9. Events of Default. Each of the following shall constitute an “Event of Default” under this Loan Agreement:
(a) The failure, refusal or neglect of Borrower to pay when due any part of the principal of, or interest on, the Note or any other indebtedness or obligations owing to Lender by Borrower from time to time and the continuation of such failure after the giving of any required notice and the expiration of any applicable cure period.
(b) The failure of Borrower to timely and properly observe, keep or perform any covenant, agreement, warranty or condition required herein or in any of the other Loan Documents and the failure of Borrower to cure such default within 15 days after written notice from Lender specifying such default.

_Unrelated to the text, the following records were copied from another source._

//! TCP accept loop and per-connection event loop.

use std::net::SocketAddr;
use std::sync::Arc;
use std::time::Duration;

use futures_util::{Sink, SinkExt, Stream, StreamExt};
use tcptalk_common::{ServerLine, SessionId};
use tokio::io::AsyncWriteExt;
use tokio::net::{TcpListener, TcpStream};
use tokio::sync::{mpsc, Semaphore};
use tokio::time;
use tokio_util::codec::{FramedRead, FramedWrite, LinesCodec, LinesCodecError};
use tokio_util::sync::CancellationToken;
use tokio_util::task::TaskTracker;

use crate::config::Config;
use crate::error::{DisconnectReason, ServerError};
use crate::ChatState;

use super::events::ChatEvent;
use super::fanout::Broadcaster;
use super::handler::{handle_handshake, ConnectionState, Lifecycle};
use super::session::{ClientSession, OutboundLine};

/// Pause after a failed `accept` so a persistent error (e.g. EMFILE) does not spin.
const ACCEPT_BACKOFF: Duration = Duration::from_millis(100);

/// Upper bound on writing a final `ERR` line to a peer we are turning away.
const REJECT_WRITE_TIMEOUT: Duration = Duration::from_secs(2);

const SERVER_FULL_REASON: &str = "server is full";

/// Bind the listening socket. Failure here is fatal for the process.
pub async fn bind(config: &Config) -> Result<TcpListener, ServerError> {
    let addr = config.bind_addr();
    TcpListener::bind(&addr)
        .await
        .map_err(|source| ServerError::Bind { addr, source })
}

/// Accept connections until `shutdown` is cancelled.
///
/// Each socket gets its own task; the loop never waits on a handler. Returns
/// once every spawned connection task has finished.
pub async fn serve(listener: TcpListener, state: ChatState, shutdown: CancellationToken) {
    let limiter = Arc::new(Semaphore::new(state.config.max_connections));
    let connections = TaskTracker::new();

    loop {
        let accepted = tokio::select! {
            _ = shutdown.cancelled() => break,
            accepted = listener.accept() => accepted,
        };

        let (stream, peer) = match accepted {
            Ok(pair) => pair,
            Err(e) => {
                tracing::warn!(error = %e, "accept failed");
                time::sleep(ACCEPT_BACKOFF).await;
                continue;
            }
        };

        let permit = match Arc::clone(&limiter).try_acquire_owned() {
            Ok(permit) => permit,
            Err(_) => {
                tracing::warn!(
                    %peer,
                    max_connections = state.config.max_connections,
                    "connection limit reached, turning peer away"
                );
                connections.spawn(turn_away(stream, SERVER_FULL_REASON));
                continue;
            }
        };

        let state = state.clone();
        let shutdown = shutdown.clone();
        connections.spawn(async move {
            handle_connection(stream, peer, state, shutdown).await;
            drop(permit);
        });
    }

    drop(listener);
    connections.close();
    tracing::info!(pending = connections.len(), "accept loop stopped, draining connections");
    connections.wait().await;
}

/// Write one `ERR` line and close.
async fn turn_away(mut stream: TcpStream, reason: &str) {
    let line = format!(
        "{}\n",
        ServerLine::Error {
            reason: reason.to_string()
        }
    );
    let _ = time::timeout(REJECT_WRITE_TIMEOUT, async {
        stream.write_all(line.as_bytes()).await?;
        stream.shutdown().await
    })
    .await;
}

/// Drive one connection from accept to close.
pub async fn handle_connection(
    stream: TcpStream,
    peer: SocketAddr,
    state: ChatState,
    shutdown: CancellationToken,
) {
    let session_id = SessionId::new();
    let mut lifecycle = Lifecycle::new(session_id.clone(), peer);
    tracing::debug!(session_id = %session_id, %peer, "connection accepted");

    let (read_half, write_half) = stream.into_split();
    let mut lines = FramedRead::new(
        read_half,
        LinesCodec::new_with_max_length(state.config.max_line_length),
    );
    let mut sink = FramedWrite::new(write_half, LinesCodec::new());

    // Step 1: display-name handshake.
    lifecycle.advance(ConnectionState::Handshaking);
    let handshake = tokio::select! {
        _ = shutdown.cancelled() => Err(crate::error::HandshakeError::Closed),
        result = handle_handshake(&state, &mut lines, &session_id, &shutdown) => result,
    };

    let (session, outbound_rx) = match handshake {
        Ok(pair) => pair,
        Err(err) => {
            tracing::info!(session_id = %session_id, %peer, reason = %err, "handshake rejected");
            lifecycle.advance(ConnectionState::Closing);
            if let Some(reply) = err.reply() {
                let _ = time::timeout(REJECT_WRITE_TIMEOUT, sink.send(reply.render())).await;
            }
            lifecycle.advance(ConnectionState::Closed);
            return;
        }
    };

    // Step 2: active session.
    lifecycle.advance(ConnectionState::Active);
    tracing::info!(
        session_id = %session_id,
        name = %session.name,
        %peer,
        online = state.registry.len(),
        "session joined"
    );
    state.broadcaster.publish(
        &ChatEvent::Joined {
            name: session.name.clone(),
        },
        &session_id,
    )
    .await;

    let writer = tokio::spawn(write_loop(sink, outbound_rx, session.close_signal()));
    let read_reason = read_loop(
        &mut lines,
        &session,
        &state.broadcaster,
        state.config.max_line_length,
    )
    .await;

    // Step 3: teardown.
    lifecycle.advance(ConnectionState::Closing);
    session.close();
    state.registry.deregister(&session_id);
    state.broadcaster.publish(
        &ChatEvent::Left {
            name: session.name.clone(),
        },
        &session_id,
    )
    .await;

    let write_reason = writer.await.ok();
    let reason = match (read_reason, write_reason) {
        (DisconnectReason::Closed, Some(write @ DisconnectReason::WriteError(_))) => write,
        (read, _) => read,
    };
    tracing::info!(
        session_id = %session_id,
        name = %session.name,
        %peer,
        reason = %reason,
        online = state.registry.len(),
        "session left"
    );
    lifecycle.advance(ConnectionState::Closed);
}

/// Publish every complete inbound line until the peer goes away or the session
/// is closed.
async fn read_loop<S>(
    lines: &mut S,
    session: &ClientSession,
    broadcaster: &Broadcaster,
    max_line_length: usize,
) -> DisconnectReason
where
    S: Stream<Item = Result<String, LinesCodecError>> + Unpin,
{
    let closer = session.close_signal();
    loop {
        let next = tokio::select! {
            _ = closer.cancelled() => return DisconnectReason::Closed,
            next = lines.next() => next,
        };

        match next {
            Some(Ok(body)) => {
                broadcaster.publish(
                    &ChatEvent::Message {
                        name: session.name.clone(),
                        body,
                    },
                    &session.session_id,
                )
                .await;
            }
            Some(Err(LinesCodecError::MaxLineLengthExceeded)) => {
                return DisconnectReason::LineTooLong {
                    max: max_line_length,
                }
            }
            Some(Err(LinesCodecError::Io(e))) => return DisconnectReason::ReadError(e),
            None => return DisconnectReason::Eof,
        }
    }
}

/// Drain the outbound queue to the socket, one flush per batch of queued
/// lines. Fires `closer` on exit so the read side stops too.
async fn write_loop<W>(
    mut sink: W,
    mut outbound: mpsc::Receiver<OutboundLine>,
    closer: CancellationToken,
) -> DisconnectReason
where
    W: Sink<OutboundLine, Error = LinesCodecError> + Unpin,
{
    let reason = loop {
        let line = tokio::select! {
            _ = closer.cancelled() => break DisconnectReason::Closed,
            line = outbound.recv() => match line {
                Some(line) => line,
                None => break DisconnectReason::Closed,
            },
        };

        // Everything already queued goes out with a single flush. A peer that
        // stops reading must not pin this task past cancellation.
        let batch = async {
            sink.feed(line).await?;
            while let Ok(next) = outbound.try_recv() {
                sink.feed(next).await?;
            }
            sink.flush().await?;
            Ok::<_, LinesCodecError>(())
        };
        tokio::select! {
            _ = closer.cancelled() => break DisconnectReason::Closed,
            result = batch => {
                if let Err(e) = result {
                    break DisconnectReason::WriteError(codec_error_into_io(e));
                }
            }
        }
    };

    closer.cancel();
    reason
}

fn codec_error_into_io(err: LinesCodecError) -> std::io::Error {
    match err {
        LinesCodecError::Io(e) => e,
        other => std::io::Error::other(other),
    }
}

(c) The occurrence of an event of default under any of the other Loan Documents or under any other agreement now existing or hereafter arising between Lender and Borrower after the giving of any required notice and the expiration of any applicable cure period.
(d) Any representation contained herein or in any of the other Loan Documents made by Borrower is false or misleading in any material respect.

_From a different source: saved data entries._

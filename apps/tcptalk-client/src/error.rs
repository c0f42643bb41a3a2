use std::io;

use tcptalk_common::protocol::NameError;
use thiserror::Error;

#[derive(Debug, Error)]
pub enum ClientError {
    #[error("failed to connect to {addr}: {source}")]
    ConnectFailed {
        addr: String,
        #[source]
        source: io::Error,
    },
    #[error(transparent)]
    InvalidName(#[from] NameError),
    #[error("I/O error: {0}")]
    Io(#[from] io::Error),
}
use std::path::Path;
use std::process::ExitCode;

use tracing_subscriber::{layer::SubscriberExt, util::SubscriberInitExt, EnvFilter};

use tcptalk_server::config::Config;

#[tokio::main]
async fn main() -> ExitCode {
    // Load .env file, falling back to the crate directory
    if dotenvy::dotenv().is_err() {
        let env_path = Path::new(env!("CARGO_MANIFEST_DIR")).join(".env");
        let _ = dotenvy::from_path(env_path);
    }

    tracing_subscriber::registry()
        .with(EnvFilter::try_from_default_env().unwrap_or_else(|_| EnvFilter::new("tcptalk_server=info")))
        .with(tracing_subscriber::fmt::layer())
        .init();

    let config = Config::from_env();
    tracing::info!(
        addr = %config.bind_addr(),
        max_connections = config.max_connections,
        outbound_capacity = config.outbound_capacity,
        "tcptalk-server configured"
    );

    let server = match tcptalk_server::start(config).await {
        Ok(server) => server,
        Err(err) => {
            tracing::error!(error = %err, "failed to start");
            return ExitCode::FAILURE;
        }
    };
    tracing::info!(addr = %server.local_addr(), "tcptalk-server listening");

    if let Err(err) = tokio::signal::ctrl_c().await {
        tracing::error!(?err, "failed to listen for ctrl-c");
    }

    tracing::info!(online = server.state().registry.len(), "shutting down");
    server.shutdown().await;
    ExitCode::SUCCESS
}
use std::io;

use tcptalk_common::protocol::NameError;
use tcptalk_common::{ServerLine, SessionId};
use thiserror::Error;

/// Process-level failure. Only acquiring the listening socket is fatal.
#[derive(Debug, Error)]
pub enum ServerError {
    #[error("failed to bind {addr}: {source}")]
    Bind {
        addr: String,
        #[source]
        source: io::Error,
    },
}

/// Why a connection never made it past the display-name handshake.
#[derive(Debug, Error)]
pub enum HandshakeError {
    #[error(transparent)]
    InvalidName(#[from] NameError),
    #[error("display name is reserved")]
    Reserved,
    #[error("display name is already taken")]
    NameTaken,
    #[error("session id {0} collided with a live session")]
    DuplicateId(SessionId),
    #[error("timed out waiting for a display name")]
    Timeout,
    #[error("display name line is too long")]
    LineTooLong,
    #[error("connection closed before a display name was sent")]
    Closed,
    #[error("read error during handshake: {0}")]
    Io(#[source] io::Error),
}

impl HandshakeError {
    /// The `ERR` line to send before closing, if the peer can still read one.
    pub fn reply(&self) -> Option<ServerLine> {
        match self {
            HandshakeError::Closed | HandshakeError::Io(_) => None,
            other => Some(ServerLine::Error {
                reason: other.to_string(),
            }),
        }
    }
}

/// Why an established session ended. Every variant is a normal disconnect.
#[derive(Debug, Error)]
pub enum DisconnectReason {
    #[error("peer closed the connection")]
    Eof,
    #[error("read error: {0}")]
    ReadError(#[source] io::Error),
    #[error("inbound line exceeded {max} bytes")]
    LineTooLong { max: usize },
    #[error("write error: {0}")]
    WriteError(#[source] io::Error),
    #[error("session closed by the server")]
    Closed,
}

#[cfg(test)]
mod tests {
    use super::*;

    #[test]
    fn name_problems_are_reported_to_the_peer() {
        let err = HandshakeError::from(NameError::Empty);
        assert_eq!(
            err.reply(),
            Some(ServerLine::Error {
                reason: "display name cannot be empty".into()
            })
        );
        assert_eq!(
            HandshakeError::NameTaken.reply().unwrap().render(),
            "ERR display name is already taken"
        );
    }

    #[test]
    fn dead_sockets_get_no_reply() {
        assert!(HandshakeError::Closed.reply().is_none());
        let io_err = io::Error::new(io::ErrorKind::ConnectionReset, "reset");
        assert!(HandshakeError::Io(io_err).reply().is_none());
    }
}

(e) The occurrence of any event which permits the acceleration of the maturity of any indebtedness owing by Borrower to any third party under any agreement or understanding.

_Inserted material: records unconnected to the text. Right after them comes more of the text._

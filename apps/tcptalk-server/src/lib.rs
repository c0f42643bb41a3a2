//! Chatroom server: accepts many TCP connections and broadcasts each client's
//! lines to every other connected client.

pub mod config;
pub mod error;
pub mod gateway;

use std::net::SocketAddr;
use std::sync::Arc;

use tokio::task::JoinHandle;
use tokio_util::sync::CancellationToken;

use config::Config;
use error::ServerError;
use gateway::fanout::Broadcaster;
use gateway::registry::SessionRegistry;

/// Shared server state handed to every connection handler.
#[derive(Clone)]
pub struct ChatState {
    pub registry: Arc<SessionRegistry>,
    pub broadcaster: Broadcaster,
    pub config: Arc<Config>,
}

impl ChatState {
    pub fn new(config: Config) -> Self {
        let registry = Arc::new(SessionRegistry::new());
        Self {
            broadcaster: Broadcaster::new(Arc::clone(&registry), config.saturation_grace),
            registry,
            config: Arc::new(config),
        }
    }
}

/// A bound server whose accept loop runs in the background.
pub struct RunningServer {
    local_addr: SocketAddr,
    state: ChatState,
    shutdown: CancellationToken,
    accept_loop: JoinHandle<()>,
}

impl RunningServer {
    pub fn local_addr(&self) -> SocketAddr {
        self.local_addr
    }

    pub fn state(&self) -> &ChatState {
        &self.state
    }

    /// Stop accepting, close every live session and wait for their handlers
    /// to finish tearing down.
    pub async fn shutdown(self) {
        self.shutdown.cancel();
        if let Err(err) = self.accept_loop.await {
            tracing::error!(?err, "accept loop panicked");
        }
    }
}

/// Bind the configured address and spawn the accept loop.
pub async fn start(config: Config) -> Result<RunningServer, ServerError> {
    let listener = gateway::server::bind(&config).await?;
    let local_addr = listener.local_addr().map_err(|source| ServerError::Bind {
        addr: config.bind_addr(),
        source,
    })?;

    let state = ChatState::new(config);
    let shutdown = CancellationToken::new();
    let accept_loop = tokio::spawn(gateway::server::serve(
        listener,
        state.clone(),
        shutdown.clone(),
    ));

    Ok(RunningServer {
        local_addr,
        state,
        shutdown,
        accept_loop,
    })
}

(f) If Borrower: (i) becomes insolvent, or makes a transfer in fraud of creditors, or makes an assignment for the benefit of creditors, or admits in writing its inability to pay its debts as they become due; (ii) generally is not paying its debts as such debts become due; (iii) has a receiver, trustee or custodian appointed for, or take possession of, all or substantially all of the assets of such party, either in a proceeding brought by such party or in a proceeding brought against such party and such appointment is not discharged or such possession is not terminated within sixty (60) days after the effective date thereof or such party consents to or acquiesces in such appointment or possession; (iv) files a petition for relief under the United States Bankruptcy Code or any other present or future federal or state insolvency, bankruptcy or similar laws (all of the foregoing hereinafter collectively called “Applicable Bankruptcy Law”) or an involuntary petition for relief is filed against such party under any Applicable Bankruptcy Law and such involuntary petition is not dismissed within sixty (60) days after the filing thereof, or an order for relief naming such party is entered under any Applicable Bankruptcy Law, or any composition, rearrangement, extension, reorganization or other relief of debtors now or hereafter existing is requested or consented to by such party; (v) fails to have discharged within a period of thirty (30) days any attachment, sequestration or similar writ levied upon any property of such party; or (vi) fails to pay within thirty (30) days any final money judgment against such party.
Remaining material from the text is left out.